Look through the data below for the string "mean", and copy every line where it turns up.

════════

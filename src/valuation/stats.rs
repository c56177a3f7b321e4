//! Price statistics over quality listings: percentiles for the Tukey fence
//! and the trust-weighted median that anchors the base value.

use rust_decimal::prelude::*;
use rust_decimal::Decimal;

use crate::core::types::QualityListing;

/// Percentile by the floor-index convention over an ascending-sorted slice:
/// `sorted[floor(n * q)]`. Callers pass q < 1.0.
pub fn percentile(sorted_prices: &[Decimal], q: f64) -> Option<Decimal> {
    if sorted_prices.is_empty() {
        return None;
    }
    let idx = ((sorted_prices.len() as f64) * q).floor() as usize;
    sorted_prices.get(idx.min(sorted_prices.len() - 1)).copied()
}

/// Population variance of prices, in f64. Used only for the confidence
/// variance component, where score arithmetic is floating point anyway.
pub fn price_variance(listings: &[QualityListing]) -> f64 {
    if listings.is_empty() {
        return 0.0;
    }
    let prices: Vec<f64> = listings
        .iter()
        .map(|l| l.price().to_f64().unwrap_or(0.0))
        .collect();
    let mean = prices.iter().sum::<f64>() / prices.len() as f64;
    prices.iter().map(|p| (p - mean).powi(2)).sum::<f64>() / prices.len() as f64
}

/// Trust-weighted median price.
///
/// Listings are sorted by price ascending (ties broken by source then
/// mileage, so repeated runs over the same snapshot agree); each listing
/// contributes its trust weight to a running total, and the median is the
/// price of the first listing whose cumulative weight reaches half of the
/// total weight.
pub fn weighted_median(listings: &[QualityListing]) -> Option<Decimal> {
    if listings.is_empty() {
        return None;
    }

    let mut sorted: Vec<&QualityListing> = listings.iter().collect();
    sorted.sort_by(|a, b| {
        a.price()
            .cmp(&b.price())
            .then_with(|| a.listing.source.cmp(&b.listing.source))
            .then_with(|| a.listing.mileage.cmp(&b.listing.mileage))
    });

    let total_weight: f64 = sorted.iter().map(|l| l.trust_weight()).sum();
    let half = total_weight / 2.0;

    let mut cumulative = 0.0;
    for listing in &sorted {
        cumulative += listing.trust_weight();
        if cumulative >= half {
            return Some(listing.price());
        }
    }

    // Floating point slack can leave the last listing just short of half.
    sorted.last().map(|l| l.price())
}
use anyhow::{Context, Result};
use config::{Config, File};
use serde::Deserialize;
use std::time::Duration;

#[derive(Debug, Deserialize, Clone, Default)]
pub struct AppCfg {
    #[serde(default)]
    pub http: HttpCfg,
    #[serde(default)]
    pub market: MarketCfg,
    #[serde(default)]
    pub decode: DecodeCfg,
    #[serde(default)]
    pub cache: CacheCfg,
    #[serde(default)]
    pub database: DatabaseCfg,
}

#[derive(Debug, Deserialize, Clone)]
pub struct HttpCfg {
    #[serde(rename = "userAgent", default = "default_ua")]
    pub user_agent: String,
    #[serde(with = "humantime_serde", default = "default_timeout")]
    pub timeout: Duration,
    #[serde(rename = "poolIdleTimeout", with = "humantime_serde", default = "default_pool_idle")]
    pub pool_idle_timeout: Duration,
    #[serde(rename = "poolMaxIdlePerHost", default = "default_pool")]
    pub pool_max_idle_per_host: usize,
}

impl Default for HttpCfg {
    fn default() -> Self {
        Self {
            user_agent: default_ua(),
            timeout: default_timeout(),
            pool_idle_timeout: default_pool_idle(),
            pool_max_idle_per_host: default_pool(),
        }
    }
}
fn default_ua() -> String {
    "autoval/0.1".into()
}
fn default_timeout() -> Duration {
    Duration::from_secs(10)
}
fn default_pool_idle() -> Duration {
    Duration::from_secs(90)
}
fn default_pool() -> usize {
    16
}

/// One HTTP market source endpoint.
#[derive(Debug, Deserialize, Clone)]
pub struct MarketSourceCfg {
    pub id: String,
    #[serde(rename = "baseUrl")]
    pub base_url: String,
}

#[derive(Debug, Deserialize, Clone)]
pub struct MarketCfg {
    #[serde(default)]
    pub sources: Vec<MarketSourceCfg>,
    /// Use the deterministic in-process simulator instead of HTTP sources.
    #[serde(default)]
    pub simulate: bool,
    #[serde(rename = "searchTimeout", with = "humantime_serde", default = "default_search_timeout")]
    pub search_timeout: Duration,
    #[serde(rename = "radiusMiles", default = "default_radius")]
    pub radius_miles: u32,
}

impl Default for MarketCfg {
    fn default() -> Self {
        Self {
            sources: Vec::new(),
            simulate: true,
            search_timeout: default_search_timeout(),
            radius_miles: default_radius(),
        }
    }
}
fn default_search_timeout() -> Duration {
    Duration::from_secs(8)
}
fn default_radius() -> u32 {
    100
}

#[derive(Debug, Deserialize, Clone, Default)]
pub struct DecodeCfg {
    /// Empty disables the decode collaborator; requests must then carry
    /// decoded vehicle attributes themselves.
    #[serde(rename = "baseUrl", default)]
    pub base_url: String,
}

#[derive(Debug, Deserialize, Clone)]
pub struct CacheCfg {
    #[serde(default = "default_cache_capacity")]
    pub capacity: usize,
    #[serde(with = "humantime_serde", default = "default_cache_ttl")]
    pub ttl: Duration,
}

impl Default for CacheCfg {
    fn default() -> Self {
        Self {
            capacity: default_cache_capacity(),
            ttl: default_cache_ttl(),
        }
    }
}
fn default_cache_capacity() -> usize {
    256
}
fn default_cache_ttl() -> Duration {
    Duration::from_secs(600)
}

#[derive(Debug, Deserialize, Clone, Default)]
pub struct DatabaseCfg {
    /// Empty disables persistence.
    #[serde(default)]
    pub url: String,
}

impl AppCfg {
    pub fn load(path: &str) -> Result<Self> {
        let cfg = Config::builder()
            .add_source(File::with_name(path))
            .add_source(config::Environment::default().separator("__"))
            .build()
            .context("building config")?;

        let app: AppCfg = cfg.try_deserialize().context("deserializing config")?;
        app.validate()?;
        Ok(app)
    }

    pub fn validate(&self) -> Result<()> {
        anyhow::ensure!(
            self.market.simulate || !self.market.sources.is_empty(),
            "market.sources must not be empty when market.simulate is off"
        );
        anyhow::ensure!(self.market.radius_miles > 0, "market.radiusMiles must be > 0");
        anyhow::ensure!(self.cache.capacity > 0, "cache.capacity must be > 0");
        for source in &self.market.sources {
            anyhow::ensure!(
                !source.id.trim().is_empty() && !source.base_url.trim().is_empty(),
                "market source entries need both id and baseUrl"
            );
        }
        Ok(())
    }
}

════════

§ RESPONSE TO THIS EXERCISE
    let mean = prices.iter().sum::<f64>() / prices.len() as f64;
    prices.iter().map(|p| (p - mean).powi(2)).sum::<f64>() / prices.len() as f64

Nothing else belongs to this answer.